(Extracted records)
--- --- ---

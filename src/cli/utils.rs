use serde_json::{json, Value};

use crate::cli::OutputFormat;

/// Output a success message in the appropriate format
pub fn output_success(
    output_format: &OutputFormat,
    message: &str,
    data: Option<Value>,
) -> anyhow::Result<()> {
    match output_format {
        OutputFormat::Json => {
            let mut response = json!({
                "success": true,
                "message": message
            });

            if let Some(Value::Object(fields)) = data {
                response
                    .as_object_mut()
                    .expect("response is an object")
                    .extend(fields);
            }

            println!("{}", serde_json::to_string_pretty(&response)?);
        }
        OutputFormat::Text => {
            println!("✓ {}", message);
        }
    }
    Ok(())
}

/// Output an error message in the appropriate format
pub fn output_error(
    output_format: &OutputFormat,
    message: &str,
    error_code: Option<&str>,
) -> anyhow::Result<()> {
    match output_format {
        OutputFormat::Json => {
            let mut response = json!({
                "success": false,
                "error": message
            });

            if let Some(code) = error_code {
                response["error_code"] = json!(code);
            }

            println!("{}", serde_json::to_string_pretty(&response)?);
        }
        OutputFormat::Text => {
            eprintln!("Error: {}", message);
        }
    }
    Ok(())
}

/// Attach a bearer token to a request, failing with guidance when missing.
pub fn bearer_or_bail(
    request: reqwest::RequestBuilder,
    token: Option<String>,
) -> anyhow::Result<reqwest::RequestBuilder> {
    match token {
        Some(token) => Ok(request.bearer_auth(token)),
        None => anyhow::bail!("No token provided; pass --token or set WARDEN_TOKEN"),
    }
}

--- --- ---

** Instructions for the task **
Give back, word for word, the lines from the one with "if let Some(code)" through the last line of the entries, both included, and no other line.

** Answer to this exercise **
            if let Some(code) = error_code {
                response["error_code"] = json!(code);
            }

            println!("{}", serde_json::to_string_pretty(&response)?);
        }
        OutputFormat::Text => {
            eprintln!("Error: {}", message);
        }
    }
    Ok(())
}

/// Attach a bearer token to a request, failing with guidance when missing.
pub fn bearer_or_bail(
    request: reqwest::RequestBuilder,
    token: Option<String>,
) -> anyhow::Result<reqwest::RequestBuilder> {
    match token {
        Some(token) => Ok(request.bearer_auth(token)),
        None => anyhow::bail!("No token provided; pass --token or set WARDEN_TOKEN"),
    }
}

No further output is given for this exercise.